Le secret professionnel bafoué
Après avoir faits l’écoute de plusieurs enregistrements électronique, le juge Downs a décidé de refuser toutes les conversations qui ont été obtenues dans la réception ainsi que la salle de conférence du cabinet d’avocats de Cavaliere et Associés.
«Malgré leur bonne foi, les acteurs impliqués dans la surveillance ont fait preuve d’une prudence insuffisante», écrit le juge Eric Downs dans la décision qu’il a rendu.
«Il va de soi qu’un cabinet d’avocats ne peut devenir une chambre forte permettant de mettre à l’abri des avocats ou d’autres personnes qui commettent des infractions criminelles.»
«Par contre, la salle de réception ou la salle de conférence étaient des lieux fréquentés par d’autres avocats et leurs clients. Ces derniers avaient le droit d’être pleinement protégés d’intrusions de l’État.»
Les caméras auraient été nécessaires à l’enquête. Puisque les agents effectuaient leur écoute à l’aveuglette, ils ont dû briser le secret professionnel qui protège le client qui souhaite discuter avec son avocat, dans le but de filtrer les différentes conversations et en ressortir ce qui leur importait.
Ainsi, comme l’a souligné le juge Browns, les enquêteurs ont priorisé leur objectif principal au nom de la loi tout en bafouant la relation privilégiée entre avocat-client.
Le renseignement et les limites techologiques
La technologie telle qu’on la connaît aujourd’hui est un atout pour le milieu policier. Notamment dans le domaine du renseignement, étant donné que la majeure portion de l’information circule maintenant dans différents serveurs un peu partout sur la planète. Puis cette information ne fait que croître, et de ce fait, elle se raffine. Cependant, lorsque cette information est recueillie à partir de sources privées – de ce qui est confidentiel – il faut être bien aux aguets pour rester dans un cadre légal. Les frontières sont beaucoup plus floues lorsqu’on navigue sur le web.

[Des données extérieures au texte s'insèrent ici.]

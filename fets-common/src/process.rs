//! Typed external-process invocation.
//!
//! Every external tool call is described by an [`Invocation`] (program path plus
//! an ordered argument list) and executed through the [`ProcessRunner`] seam.
//! Children are spawned directly, never through a shell, so arguments are passed
//! verbatim. Stdio is inherited so the child's own console output reaches the
//! operator unchanged.

use std::fmt;
use std::path::{Path, PathBuf};
use std::process::Stdio;

use async_trait::async_trait;
use tokio::process::Command;
use tracing::debug;

use crate::{Error, Result};

/// A fully specified external command: program plus ordered arguments.
#[derive(Debug, Clone, PartialEq, Eq)]
pub struct Invocation {
    program: PathBuf,
    args: Vec<String>,
}

impl Invocation {
    /// Start building an invocation for `program`.
    pub fn new(program: impl Into<PathBuf>) -> Self {
        Self {
            program: program.into(),
            args: Vec::new(),
        }
    }

    /// Append one argument.
    pub fn arg(mut self, arg: impl Into<String>) -> Self {
        self.args.push(arg.into());
        self
    }

    /// Append several arguments, preserving order.
    pub fn args<I, S>(mut self, args: I) -> Self
    where
        I: IntoIterator<Item = S>,
        S: Into<String>,
    {
        self.args.extend(args.into_iter().map(Into::into));
        self
    }

    pub fn program(&self) -> &Path {
        &self.program
    }

    pub fn arguments(&self) -> &[String] {
        &self.args
    }
}

impl fmt::Display for Invocation {
    fn fmt(&self, f: &mut fmt::Formatter<'_>) -> fmt::Result {
        write!(f, "{}", self.program.display())?;
        for arg in &self.args {
            write!(f, " {arg}")?;
        }
        Ok(())
    }
}

/// Exit state of a completed child process.
#[derive(Debug, Clone, Copy, PartialEq, Eq)]
pub struct ExitOutcome {
    pub success: bool,
    pub code: Option<i32>,
}

impl ExitOutcome {
    pub fn succeeded() -> Self {
        Self {
            success: true,
            code: Some(0),
        }
    }

    pub fn failed(code: i32) -> Self {
        Self {
            success: false,
            code: Some(code),
        }
    }
}

/// Execution seam for external tools.
///
/// `Err` is reserved for failures to start the child at all; a child that runs
/// and exits nonzero is an `Ok(ExitOutcome)` with `success == false`. Callers
/// decide per branch whether a nonzero exit is fatal.
#[async_trait]
pub trait ProcessRunner: Send + Sync {
    /// Run the command to completion and report its exit state.
    async fn run(&self, invocation: &Invocation) -> Result<ExitOutcome>;
}

/// Runner backed by `tokio::process`; awaits the child before returning, so
/// callers sequence strictly one external tool at a time.
pub struct TokioProcessRunner;

#[async_trait]
impl ProcessRunner for TokioProcessRunner {
    async fn run(&self, invocation: &Invocation) -> Result<ExitOutcome> {
        debug!(command = %invocation, "Spawning external process");

        let status = Command::new(invocation.program())
            .args(invocation.arguments())
            .stdin(Stdio::null())
            .stdout(Stdio::inherit())
            .stderr(Stdio::inherit())
            .status()
            .await
            .map_err(|e| Error::Spawn {
                program: invocation.program().display().to_string(),
                source: e,
            })?;

        debug!(command = %invocation, code = ?status.code(), "External process exited");

        Ok(ExitOutcome {
            success: status.success(),
            code: status.code(),
        })
    }
}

C’est d’autant plus important quand c’est une organisation de l’État qui agit, parce que dans ce cas-là, il n’y a pas place à l’erreur. Une opération d’envergure peut rapidement être bousillée lorsque les procédures ne sont pas respectées. Ce dossier d’enquête s’inscrira certainement dans la jurisprudence et servira d’exemple pour les prochaines opérations.